WORK REQUEST
Go through each line of the records below and count those with the word "hashbrown"; give only the total.

DATASET CONTENT
------------------------------------
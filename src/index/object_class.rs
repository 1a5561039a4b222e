//! Object classes.

use hashbrown::HashMap;
use tracing::trace;

use crate::model::Entity;
use crate::{Error, Result};
use super::{resolve_filters, unknown_dimension, ClassIndex, Filters, QueryOptions, Selection};

/// A named set of entities. Immutable once populated.
#[derive(Debug)]
pub struct ObjectClass {
    /// Doubles as the single dimension name and the member class.
    name: [String; 1],
    objects: Vec<Entity>,
    by_name: HashMap<String, usize>,
}

impl ObjectClass {
    /// Fails with [`Error::DuplicateName`] when a name repeats.
    pub fn new<I, S>(name: impl Into<String>, objects: I) -> Result<Self>
    where
        I: IntoIterator<Item = S>,
        S: Into<String>,
    {
        let name: String = name.into();
        let mut class = Self {
            name: [name],
            objects: Vec::new(),
            by_name: HashMap::new(),
        };
        for object in objects {
            let object: String = object.into();
            if class.by_name.contains_key(&object) {
                return Err(Error::DuplicateName {
                    kind: "object",
                    name: format!("{}::{object}", class.name[0]),
                });
            }
            class.by_name.insert(object.clone(), class.objects.len());
            class.objects.push(Entity::new(class.name[0].as_str(), object));
        }
        Ok(class)
    }

    /// All members, in ingest order.
    pub fn objects(&self) -> &[Entity] {
        &self.objects
    }

    /// The member called `name`.
    pub fn get(&self, name: &str) -> Option<&Entity> {
        self.by_name.get(name).map(|&i| &self.objects[i])
    }

    /// Like [`ObjectClass::get`], failing with [`Error::UnknownEntity`].
    pub fn entity(&self, name: &str) -> Result<Entity> {
        self.get(name).cloned().ok_or_else(|| Error::UnknownEntity {
            class: self.name[0].clone(),
            name: name.to_owned(),
        })
    }

    pub fn contains(&self, entity: &Entity) -> bool {
        entity.is_of(&self.name[0]) && self.by_name.contains_key(entity.name())
    }
}

impl ClassIndex for ObjectClass {
    fn name(&self) -> &str {
        &self.name[0]
    }

    fn dimensions(&self) -> &[String] {
        &self.name
    }

    fn member_classes(&self) -> &[String] {
        &self.name
    }

    fn len(&self) -> usize {
        self.objects.len()
    }

    fn contains_key(&self, key: &[Entity]) -> bool {
        matches!(key, [e] if self.contains(e))
    }

    fn check_member(&self, position: usize, entity: &Entity) -> Result<()> {
        if position == 0 && self.contains(entity) {
            Ok(())
        } else {
            Err(Error::UnknownEntity {
                class: self.name[0].clone(),
                name: entity.name().to_owned(),
            })
        }
    }

    /// Always yields [`Selection::Entities`]; `compact` has no effect.
    fn query(&self, filters: &Filters, options: &QueryOptions) -> Result<Selection> {
        trace!(class = %self.name[0], filters = filters.len(), "object class query");
        let resolved = resolve_filters(self, filters)?
            .ok_or_else(|| unknown_dimension(self, filters))?;

        let objects: Vec<Entity> = match resolved.first() {
            Some(f) => self.objects.iter().filter(|e| f.accepts(e)).cloned().collect(),
            None => self.objects.clone(),
        };

        if objects.is_empty() {
            Ok(options.default.clone())
        } else {
            Ok(Selection::Entities(objects))
        }
    }
}
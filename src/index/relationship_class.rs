//! Relationship classes.
//!
//! A relationship class holds entity tuples, one entity per member class.
//! Queries scan the current tuples and keep those whose component at
//! every filtered position is allowed by the filter.
//!
//! ## Compaction
//!
//! With `compact` on, a dimension filtered to a single entity or given an
//! explicit `anything` is left out of the result, and the projected tuples
//! are deduplicated in first-seen order. When one dimension remains the
//! result is a flat entity list.
//!
//! ## Reverse index
//!
//! When built with [`RelationshipClass::build_reverse_index`], each position
//! maps entity → rows holding it there. A filtered query then starts from
//! the smallest row set among its filtered dimensions instead of scanning
//! every tuple.

use std::hash::Hash;
use std::sync::Arc;

use hashbrown::{HashMap, HashSet};
use tracing::trace;

use crate::model::{Entity, RelationshipKey};
use crate::{Error, Result};
use super::{
    dimension_names, resolve_filters, unknown_dimension, ClassIndex, DimensionFilter, Filters,
    ObjectClass, QueryOptions, Selection,
};

/// A named set of entity tuples over ordered member classes.
#[derive(Debug)]
pub struct RelationshipClass {
    name: String,
    member_classes: Vec<String>,
    dimensions: Vec<String>,
    members: Vec<Arc<ObjectClass>>,
    /// Current tuples, in ingest order.
    keys: Vec<RelationshipKey>,
    rows: HashMap<RelationshipKey, usize>,
    /// position → entity → rows (ascending)
    reverse: Option<Vec<HashMap<Entity, Vec<usize>>>>,
}

impl RelationshipClass {
    pub fn new(name: impl Into<String>, members: Vec<Arc<ObjectClass>>) -> Self {
        let member_classes: Vec<String> = members.iter().map(|m| m.name().to_owned()).collect();
        Self {
            name: name.into(),
            dimensions: dimension_names(&member_classes),
            member_classes,
            members,
            keys: Vec::new(),
            rows: HashMap::new(),
            reverse: None,
        }
    }

    /// Add the tuple naming one object per member class.
    ///
    /// Fails on an arity mismatch, an object missing from its member class,
    /// or a tuple already present.
    pub fn insert<S: AsRef<str>>(&mut self, objects: &[S]) -> Result<()> {
        if objects.len() != self.members.len() {
            return Err(Error::MalformedIngest(format!(
                "relationship of {} needs {} objects, got {}",
                self.name,
                self.members.len(),
                objects.len()
            )));
        }
        let key: RelationshipKey = self
            .members
            .iter()
            .zip(objects)
            .map(|(class, object)| class.entity(object.as_ref()))
            .collect::<Result<_>>()?;

        if self.rows.contains_key(&key) {
            return Err(Error::DuplicateName {
                kind: "relationship",
                name: format!("{}{key}", self.name),
            });
        }
        self.rows.insert(key.clone(), self.keys.len());
        self.keys.push(key);
        // Any earlier reverse index is stale now.
        self.reverse = None;
        Ok(())
    }

    pub fn build_reverse_index(&mut self) {
        let mut reverse: Vec<HashMap<Entity, Vec<usize>>> =
            vec![HashMap::new(); self.members.len()];
        for (row, key) in self.keys.iter().enumerate() {
            for (position, entity) in key.iter().enumerate() {
                reverse[position].entry(entity.clone()).or_default().push(row);
            }
        }
        self.reverse = Some(reverse);
    }

    pub fn has_reverse_index(&self) -> bool {
        self.reverse.is_some()
    }

    /// All current tuples, in ingest order.
    pub fn relationships(&self) -> &[RelationshipKey] {
        &self.keys
    }

    /// Rows worth testing against `filters`, ascending.
    fn candidate_rows(&self, filters: &[DimensionFilter]) -> Vec<usize> {
        let Some(reverse) = &self.reverse else {
            return (0..self.keys.len()).collect();
        };
        filters
            .iter()
            .filter_map(|f| {
                let mut rows: Vec<usize> = f
                    .allowed
                    .as_ref()?
                    .iter()
                    .filter_map(|e| reverse[f.position].get(e))
                    .flatten()
                    .copied()
                    .collect();
                rows.sort_unstable();
                rows.dedup();
                Some(rows)
            })
            .min_by_key(Vec::len)
            .unwrap_or_else(|| (0..self.keys.len()).collect())
    }
}

/// `items` without repeats, in first-seen order.
fn first_seen<T: Clone + Eq + Hash>(items: impl Iterator<Item = T>) -> Vec<T> {
    let mut seen = HashSet::new();
    items.filter(|item| seen.insert(item.clone())).collect()
}

impl ClassIndex for RelationshipClass {
    fn name(&self) -> &str {
        &self.name
    }

    fn dimensions(&self) -> &[String] {
        &self.dimensions
    }

    fn member_classes(&self) -> &[String] {
        &self.member_classes
    }

    fn len(&self) -> usize {
        self.keys.len()
    }

    fn contains_key(&self, key: &[Entity]) -> bool {
        // Borrowed lookup would need a second key type; keys are small.
        self.rows.contains_key(&RelationshipKey::new(key.iter().cloned()))
    }

    fn check_member(&self, position: usize, entity: &Entity) -> Result<()> {
        let class = self.members.get(position).ok_or_else(|| Error::UnknownDimension {
            class: self.name.clone(),
            dimension: position.to_string(),
        })?;
        if class.contains(entity) {
            Ok(())
        } else {
            Err(Error::UnknownEntity {
                class: class.name().to_owned(),
                name: entity.name().to_owned(),
            })
        }
    }

    fn query(&self, filters: &Filters, options: &QueryOptions) -> Result<Selection> {
        trace!(class = %self.name, filters = filters.len(), compact = options.compact, "relationship class query");
        let resolved = resolve_filters(self, filters)?
            .ok_or_else(|| unknown_dimension(self, filters))?;

        let matching = self
            .candidate_rows(&resolved)
            .into_iter()
            .map(|row| &self.keys[row])
            .filter(|key| resolved.iter().all(|f| f.accepts(&key[f.position])));

        // Anything on every dimension lists the class like no filter at all.
        let listing = resolved.len() == self.dimensions.len()
            && resolved.iter().all(DimensionFilter::is_wildcard);
        let kept: Vec<usize> = (0..self.dimensions.len())
            .filter(|&p| {
                !options.compact
                    || listing
                    || !resolved
                        .iter()
                        .any(|f| f.position == p && (f.is_single() || f.is_wildcard()))
            })
            .collect();

        let selection = match kept.as_slice() {
            [only] if options.compact => {
                Selection::Entities(first_seen(matching.map(|key| key[*only].clone())))
            }
            _ if kept.len() < self.dimensions.len() => Selection::Tuples {
                dimensions: kept.iter().map(|&p| self.dimensions[p].clone()).collect(),
                keys: first_seen(matching.map(|key| key.project(&kept))),
            },
            _ => Selection::Tuples {
                dimensions: self.dimensions.clone(),
                keys: matching.cloned().collect(),
            },
        };

        if selection.is_empty() {
            Ok(options.default.clone())
        } else {
            Ok(selection)
        }
    }
}
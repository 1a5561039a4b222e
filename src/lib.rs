//! # spine-interface — In-Memory Query & Indexing Engine
//!
//! Loads a dataset of object classes, relationship classes and parameter
//! values once, indexes it, and answers membership queries and parameter
//! lookups against it.
//!
//! ## Design Principles
//!
//! 1. **Source-agnostic**: `DataSource` is the contract between the engine and whatever holds the data
//! 2. **Immutable snapshots**: a loaded dataset never changes; a reload publishes a new one
//! 3. **One query contract**: object and relationship classes both implement `ClassIndex`
//! 4. **Values are DTOs**: `Value` covers scalars, arrays, time series and nested maps
//!
//! ## Quick Start
//!
//! ```rust,no_run
//! use spine_interface::{Dataset, Entity, Filters, Lookup, MemorySource, QueryOptions};
//!
//! # fn example() -> spine_interface::Result<()> {
//! let source = MemorySource::new()
//!     .with_object_class("actor", ["Phoenix", "Johansson"])
//!     .with_object_class("film", ["Her", "Joker"])
//!     .with_relationship_class(
//!         "actor__film",
//!         ["actor", "film"],
//!         [["Phoenix", "Joker"], ["Phoenix", "Her"], ["Johansson", "Her"]],
//!     )
//!     .with_parameter_value("release_year", "film", ["Joker"], 2019);
//!
//! let dataset = Dataset::open(&source)?;
//! let snapshot = dataset.snapshot();
//!
//! let films = snapshot.query(
//!     "actor__film",
//!     &Filters::new().with("actor", Entity::new("actor", "Johansson")),
//!     &QueryOptions::default(),
//! )?;
//! println!("{films:?}");
//!
//! let year = snapshot.resolve(
//!     "release_year",
//!     &Filters::new().with("film", Entity::new("film", "Joker")),
//!     &Lookup::new(),
//! )?;
//! println!("{year:?}");
//! # Ok(())
//! # }
//! ```
//!
//! ## Data Sources
//!
//! | Source | Description |
//! |--------|-------------|
//! | `MemorySource` | Definitions built in code or parsed from JSON |
//! | any `DataSource` | Binders to external stores implement the trait |

use std::sync::atomic::{AtomicU64, Ordering};
use std::sync::Arc;

use parking_lot::{Mutex, RwLock};
use tracing::info;

// ============================================================================
// Modules
// ============================================================================

pub mod model;
pub mod index;
pub mod parameter;
pub mod storage;
pub mod snapshot;

// ============================================================================
// Re-exports: Model (the DTOs)
// ============================================================================

pub use model::{
    Entity, RelationshipKey, TimeSlice, Timestamp, TimeSeries,
    MapKey, ParameterMap, Value,
};
pub use model::{
    duration, before, overlaps, iscontained, overlap_duration,
    t_lowest_resolution, t_highest_resolution,
};

// ============================================================================
// Re-exports: Queries
// ============================================================================

pub use index::{
    ClassIndex, ObjectClass, RelationshipClass,
    Filter, Filters, QueryOptions, Selection, anything,
};
pub use parameter::{Parameter, Lookup, IndexEntry, Indices};

// ============================================================================
// Re-exports: Storage & Snapshots
// ============================================================================

pub use storage::{DataSource, DatasetConfig, MemorySource};
pub use snapshot::{Snapshot, SnapshotId};

// ============================================================================
// Top-level Dataset handle
// ============================================================================

/// The primary entry point. A `Dataset` owns the current [`Snapshot`] and
/// swaps in a new one on reload.
///
/// Readers take an `Arc<Snapshot>` and keep a consistent view for as long
/// as they hold it. Reloads are serialized; a failed reload leaves the
/// current snapshot in place.
pub struct Dataset {
    config: DatasetConfig,
    current: RwLock<Arc<Snapshot>>,
    reload_lock: Mutex<()>,
    next_snapshot_id: AtomicU64,
}

impl Dataset {
    /// An empty dataset (snapshot 0) with the given configuration.
    pub fn new(config: DatasetConfig) -> Self {
        Self {
            config,
            current: RwLock::new(Arc::new(Snapshot::empty(SnapshotId(0)))),
            reload_lock: Mutex::new(()),
            next_snapshot_id: AtomicU64::new(1),
        }
    }

    /// Load `source` with the default configuration.
    pub fn open<S: DataSource>(source: &S) -> Result<Self> {
        Self::open_with(source, DatasetConfig::default())
    }

    pub fn open_with<S: DataSource>(source: &S, config: DatasetConfig) -> Result<Self> {
        let dataset = Self::new(config);
        dataset.reload(source)?;
        Ok(dataset)
    }

    /// The current snapshot.
    pub fn snapshot(&self) -> Arc<Snapshot> {
        Arc::clone(&self.current.read())
    }

    /// Build a snapshot from `source` and publish it.
    ///
    /// Readers holding the previous snapshot are unaffected. On error the
    /// previous snapshot stays current.
    pub fn reload<S: DataSource>(&self, source: &S) -> Result<SnapshotId> {
        let _writer = self.reload_lock.lock();
        let id = SnapshotId(self.next_snapshot_id.fetch_add(1, Ordering::Relaxed));
        let snapshot = Snapshot::build(source, &self.config, id)?;
        *self.current.write() = Arc::new(snapshot);
        info!(snapshot = %id, "snapshot published");
        Ok(id)
    }

    pub fn config(&self) -> &DatasetConfig {
        &self.config
    }
}

// ============================================================================
// Error Types
// ============================================================================

#[derive(Debug, thiserror::Error)]
pub enum Error {
    #[error("Invalid interval: {0}")]
    InvalidInterval(String),

    #[error("Unknown class: {0}")]
    UnknownClass(String),

    #[error("Unknown entity {name} in class {class}")]
    UnknownEntity { class: String, name: String },

    #[error("Class {class} has no dimension {dimension}")]
    UnknownDimension { class: String, dimension: String },

    #[error("Unknown parameter: {0}")]
    UnknownParameter(String),

    #[error("Invalid key: {0}")]
    InvalidKey(String),

    #[error("Parameter {parameter} is not specified for {key}")]
    ParameterNotSpecified { parameter: String, key: String },

    #[error("Index {index} out of range for array of length {len}")]
    IndexOutOfRange { index: usize, len: usize },

    #[error("Map key not found: {key}")]
    MapKeyNotFound { key: String },

    #[error("Ambiguous temporal match for {t}: {candidates:?}")]
    AmbiguousTemporalMatch { t: String, candidates: Vec<String> },

    #[error("Duplicate {kind}: {name}")]
    DuplicateName { kind: &'static str, name: String },

    #[error("Malformed ingest data: {0}")]
    MalformedIngest(String),

    #[error("JSON error: {0}")]
    Json(#[from] serde_json::Error),
}

pub type Result<T> = std::result::Result<T, Error>;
------------------------------------
EXERCISE SOLUTION
2